English AG: International justice must not be ‘proxy for geopolitics’ in Gaza

English AG: International justice must not be 'proxy for geopolitics' in Gaza

Victoria Prentis KC MP

International justice should not “get in the way” of achieving a sustainable ceasefire in Gaza and the international courts should not be used as a “proxy for geopolitics”, the Attorney General for England and Wales has told a major legal conference.

Victoria Prentis KC MP was speaking on the rule of law at the World Bar Conference 2024 in Belfast yesterday morning, alongside Irish legal academic Professor Fionnuala Ní Aoláin and Ukraine’s war crimes prosecution chief Yuriy Belousov.

Blinne Ní Ghrálaigh KC, the Irish lawyer who is part of South Africa’s legal team in its International Court of Justice (ICJ) proceedings against Israel, was also due to participate in the session but was unable to attend due to what panel chair Peter Coll KC described as “the ultimate diary clash”.

Ms Ní Ghrálaigh was back in The Hague for hearings on South Africa’s latest application for further provisional measures, asking the court to order Israel not to launch a full-fledged ground invasion of Rafah, the southern city where 1.5 million Palestinians — most of them displaced from other parts of Gaza — are sheltering.

Professor Ní Aoláin told the conference that the absence of the rule of law is a major driver of conflict, and that lawyers’ crucial role in upholding the rule of law makes them targets for governments in authoritarian states and backsliding democracies from Russia to Nicaragua.

The wars in Ukraine and Gaza dominated the session, which was open to the media. Mr Belousov said Ukraine’s unwillingness to respond to Russian atrocities with its own atrocities was an important reflection of the country’s desire to be a part of democratic society.

In her opening contribution, Ms Prentis acknowledged that “many of you here will be questioning whether the international community is treating the conflict in Gaza and Israel with the same focus [as Ukraine]”.

“I don’t think we should shy away from this debate,” she continued. “Conferences like this allow us to come together as barristers to discuss challenges exactly such as this.”

She went on to outline the UK’s work “to try and achieve a lasting peace”, which she said would require the release of all Israeli hostages, ending Hamas’ ability to attack Israel, forming a new, non-Hamas Palestinian government in both the West Bank and Gaza and providing a “real political horizon… to a two-state solution”.

“We must be careful, while wanting of course to bring an end to the conflict as soon as possible, that international justice doesn’t get in the way of the goal of achieving a sustainable ceasefire, and is not used as a sort-of proxy for geopolitics,” she said.
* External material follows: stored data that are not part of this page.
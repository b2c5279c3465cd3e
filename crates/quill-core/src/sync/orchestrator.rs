//! Sync session orchestration.
//!
//! A session connects the profile's adapter, fetches the remote change set,
//! collects local changes since the profile checkpoint and resolves
//! conflicts. It then pushes the local side, commits the remote side and the
//! conflict log locally in one unit, acknowledges the fetch and only then
//! advances the checkpoint. Any failure before the local commit leaves the
//! local store untouched. The adapter is disconnected on every path.

use std::collections::{HashMap, HashSet};
use std::future::Future;
use std::sync::{Arc, Mutex, PoisonError};
use std::time::Duration;

use serde::Serialize;
use tokio::time::Instant;

use super::adapter::{AdapterRegistry, SyncAdapter};
use super::change::{ChangeKey, ChangeRecord, EntityKind};
use super::collector::{latest_per_entity, LocalChangeCollector};
use super::conflict::{detect, settled_deletions, ConflictPolicy, ConflictResolver, Resolution, SyncConflict};
use super::error::{SyncError, SyncResult};
use super::profile::{ProtocolKind, SyncProfile};
use super::store::{CheckpointStore, EntityStore};
use crate::util::sync_baseline;

/// Per-session knobs.
#[derive(Debug, Clone, Copy, Default)]
pub struct SyncOptions {
    /// Upper bound for the adapter and collection steps of a session.
    ///
    /// The local commit and the disconnect always run to completion.
    pub deadline: Option<Duration>,
}

impl SyncOptions {
    pub const fn with_deadline(deadline: Duration) -> Self {
        Self {
            deadline: Some(deadline),
        }
    }
}

/// Where a profile's session currently is.
#[derive(Debug, Clone, Copy, PartialEq, Eq, Default, Serialize)]
#[serde(rename_all = "snake_case")]
pub enum SessionState {
    #[default]
    Idle,
    Connecting,
    Collecting,
    Resolving,
    Applying,
    Disconnecting,
    Failed,
}

/// Outcome of a successful session.
#[derive(Debug, Clone, Serialize)]
pub struct SyncReport {
    pub profile_id: String,
    pub protocol: ProtocolKind,
    /// Checkpoint recorded for the profile
    pub baseline: i64,
    /// Remote changes applied to the local store
    pub applied: Vec<ChangeKey>,
    /// Local changes pushed to the remote
    pub pushed: Vec<ChangeKey>,
    pub conflicts: Vec<SyncConflict>,
    /// Entities deleted on both sides
    pub settled: usize,
    pub elapsed: Duration,
}

impl SyncReport {
    pub fn is_noop(&self) -> bool {
        self.applied.is_empty() && self.pushed.is_empty() && self.conflicts.is_empty()
    }
}

/// Runs sync sessions against registered adapters.
///
/// Shareable across tasks; sessions for different profiles run in parallel,
/// a second session for a busy profile is rejected.
pub struct SyncOrchestrator {
    registry: AdapterRegistry,
    store: Arc<dyn EntityStore>,
    checkpoints: Arc<dyn CheckpointStore>,
    resolver: ConflictResolver,
    last_sync: Mutex<HashMap<String, i64>>,
    states: Mutex<HashMap<String, SessionState>>,
    in_flight: Mutex<HashSet<String>>,
}

impl SyncOrchestrator {
    pub fn new(
        registry: AdapterRegistry,
        store: Arc<dyn EntityStore>,
        checkpoints: Arc<dyn CheckpointStore>,
    ) -> Self {
        Self {
            registry,
            store,
            checkpoints,
            resolver: ConflictResolver::default(),
            last_sync: Mutex::new(HashMap::new()),
            states: Mutex::new(HashMap::new()),
            in_flight: Mutex::new(HashSet::new()),
        }
    }

    /// Build an orchestrator seeded with persisted checkpoints.
    pub async fn load(
        registry: AdapterRegistry,
        store: Arc<dyn EntityStore>,
        checkpoints: Arc<dyn CheckpointStore>,
    ) -> SyncResult<Self> {
        let loaded = checkpoints.load_checkpoints().await?;
        tracing::debug!("Loaded {} sync checkpoint(s)", loaded.len());
        let orchestrator = Self::new(registry, store, checkpoints);
        *orchestrator.lock_last_sync() = loaded;
        Ok(orchestrator)
    }

    #[must_use]
    pub const fn with_policy(mut self, policy: ConflictPolicy) -> Self {
        self.resolver = ConflictResolver::new(policy);
        self
    }

    /// Last successful sync of a profile, `None` when it never completed.
    pub fn last_sync(&self, profile_id: &str) -> Option<i64> {
        self.lock_last_sync().get(profile_id).copied()
    }

    pub fn session_state(&self, profile_id: &str) -> SessionState {
        self.states
            .lock()
            .unwrap_or_else(PoisonError::into_inner)
            .get(profile_id)
            .copied()
            .unwrap_or_default()
    }

    /// Run one sync session for `profile`.
    pub async fn synchronize(
        &self,
        profile: &SyncProfile,
        options: SyncOptions,
    ) -> SyncResult<SyncReport> {
        profile.validate()?;
        let _guard = self.begin(&profile.id)?;

        let started = std::time::Instant::now();
        let deadline = options.deadline.map(|limit| Instant::now() + limit);

        let mut adapter = match self.registry.create(profile.protocol) {
            Ok(adapter) => adapter,
            Err(error) => return Err(self.fail(profile, error)),
        };

        tracing::info!(
            "Starting sync for profile '{}' ({})",
            profile.name,
            profile.protocol
        );
        self.set_state(&profile.id, SessionState::Connecting);
        let connected = bounded(deadline, "connecting", async {
            adapter
                .connect(profile)
                .await
                .map_err(|error| SyncError::ConnectFailed(Box::new(error)))
        })
        .await;

        let outcome = match connected {
            Ok(()) => self.exchange(profile, adapter.as_mut(), deadline).await,
            Err(error) => Err(error),
        };

        self.set_state(&profile.id, SessionState::Disconnecting);
        adapter.disconnect().await;

        match outcome {
            Ok(mut report) => {
                report.elapsed = started.elapsed();
                self.set_state(&profile.id, SessionState::Idle);
                tracing::info!(
                    "Sync for profile '{}' finished: {} applied, {} pushed, {} conflict(s)",
                    profile.name,
                    report.applied.len(),
                    report.pushed.len(),
                    report.conflicts.len()
                );
                Ok(report)
            }
            Err(error) => Err(self.fail(profile, error)),
        }
    }

    async fn exchange(
        &self,
        profile: &SyncProfile,
        adapter: &mut dyn SyncAdapter,
        deadline: Option<Instant>,
    ) -> SyncResult<SyncReport> {
        self.set_state(&profile.id, SessionState::Collecting);
        let remote = bounded(
            deadline,
            "fetching remote changes",
            adapter.fetch_remote_changes(),
        )
        .await?;
        let remote = latest_per_entity(remote);

        let since = self.last_sync(&profile.id);
        let baseline = sync_baseline();
        let local = bounded(deadline, "collecting local changes", async {
            Ok(LocalChangeCollector::new(self.store.as_ref())
                .collect_since(since)
                .await?)
        })
        .await?;
        tracing::debug!(
            "Profile '{}': {} remote and {} local change(s)",
            profile.name,
            remote.len(),
            local.len()
        );

        self.set_state(&profile.id, SessionState::Resolving);
        let mut conflicts = detect(&local, &remote);
        self.resolver.resolve_all(&mut conflicts);
        let settled = settled_deletions(&local, &remote);
        let decisions = conflicts
            .iter()
            .map(|conflict| (conflict.key(), conflict.resolution))
            .collect::<HashMap<_, _>>();

        let mut to_apply = remote
            .into_iter()
            .filter(|record| {
                let key = record.key();
                !settled.contains(&key)
                    && decisions
                        .get(&key)
                        .map_or(true, |resolution| *resolution == Resolution::KeepRemote)
            })
            .collect::<Vec<_>>();
        to_apply.sort_by_key(apply_order);

        let to_push = local
            .into_iter()
            .filter(|record| {
                let key = record.key();
                !settled.contains(&key)
                    && decisions
                        .get(&key)
                        .map_or(true, |resolution| *resolution == Resolution::KeepLocal)
            })
            .collect::<Vec<_>>();

        self.set_state(&profile.id, SessionState::Applying);
        bounded(
            deadline,
            "pushing local changes",
            adapter.push_changes(&to_push),
        )
        .await?;

        self.store
            .apply_remote(&profile.id, &to_apply, &conflicts)
            .await?;
        for record in &to_apply {
            tracing::debug!("Applied remote {} of {}", record.change_kind(), record.key());
        }

        if let Err(error) = bounded(
            deadline,
            "acknowledging remote changes",
            adapter.acknowledge(),
        )
        .await
        {
            tracing::warn!(
                "Profile '{}': remote changes were applied but not acknowledged ({error}); they will be fetched again",
                profile.name
            );
            return Err(error);
        }

        self.checkpoints
            .save_checkpoint(&profile.id, baseline)
            .await?;
        self.lock_last_sync().insert(profile.id.clone(), baseline);

        Ok(SyncReport {
            profile_id: profile.id.clone(),
            protocol: profile.protocol,
            baseline,
            applied: to_apply.iter().map(ChangeRecord::key).collect(),
            pushed: to_push.iter().map(ChangeRecord::key).collect(),
            conflicts,
            settled: settled.len(),
            elapsed: Duration::ZERO,
        })
    }

    fn begin(&self, profile_id: &str) -> SyncResult<InFlight<'_>> {
        let mut in_flight = self.in_flight.lock().unwrap_or_else(PoisonError::into_inner);
        if !in_flight.insert(profile_id.to_string()) {
            return Err(SyncError::SessionInProgress(profile_id.to_string()));
        }
        Ok(InFlight {
            set: &self.in_flight,
            profile_id: profile_id.to_string(),
        })
    }

    fn fail(&self, profile: &SyncProfile, error: SyncError) -> SyncError {
        self.set_state(&profile.id, SessionState::Failed);
        tracing::warn!("Sync for profile '{}' failed: {error}", profile.name);
        error
    }

    fn set_state(&self, profile_id: &str, state: SessionState) {
        self.states
            .lock()
            .unwrap_or_else(PoisonError::into_inner)
            .insert(profile_id.to_string(), state);
    }

    fn lock_last_sync(&self) -> std::sync::MutexGuard<'_, HashMap<String, i64>> {
        self.last_sync.lock().unwrap_or_else(PoisonError::into_inner)
    }
}

/// Releases the single-flight slot of a profile.
struct InFlight<'a> {
    set: &'a Mutex<HashSet<String>>,
    profile_id: String,
}

impl Drop for InFlight<'_> {
    fn drop(&mut self) {
        self.set
            .lock()
            .unwrap_or_else(PoisonError::into_inner)
            .remove(&self.profile_id);
    }
}

/// Parents are created before children and removed after them.
fn apply_order(record: &ChangeRecord) -> (bool, usize) {
    let rank = EntityKind::ALL
        .iter()
        .position(|kind| *kind == record.entity_kind())
        .unwrap_or_default();
    if record.is_deletion() {
        (true, EntityKind::ALL.len() - rank)
    } else {
        (false, rank)
    }
}

async fn bounded<T>(
    deadline: Option<Instant>,
    step: &str,
    future: impl Future<Output = SyncResult<T>>,
) -> SyncResult<T> {
    match deadline {
        None => future.await,
        Some(deadline) => tokio::time::timeout_at(deadline, future)
            .await
            .map_err(|_| SyncError::EndpointUnavailable(format!("deadline exceeded while {step}")))?,
    }
}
The World Bar Conference began on Wednesday and concludes today. Taking place across Belfast and Dublin, conference sessions have explored issues from cancel culture and free speech to AI, migration and the climate crisis, with guest speakers including senior lawyers and judges from a range of jurisdictions.

The conference concludes this evening with a gala dinner to be addressed by justice minister Helen McEntee.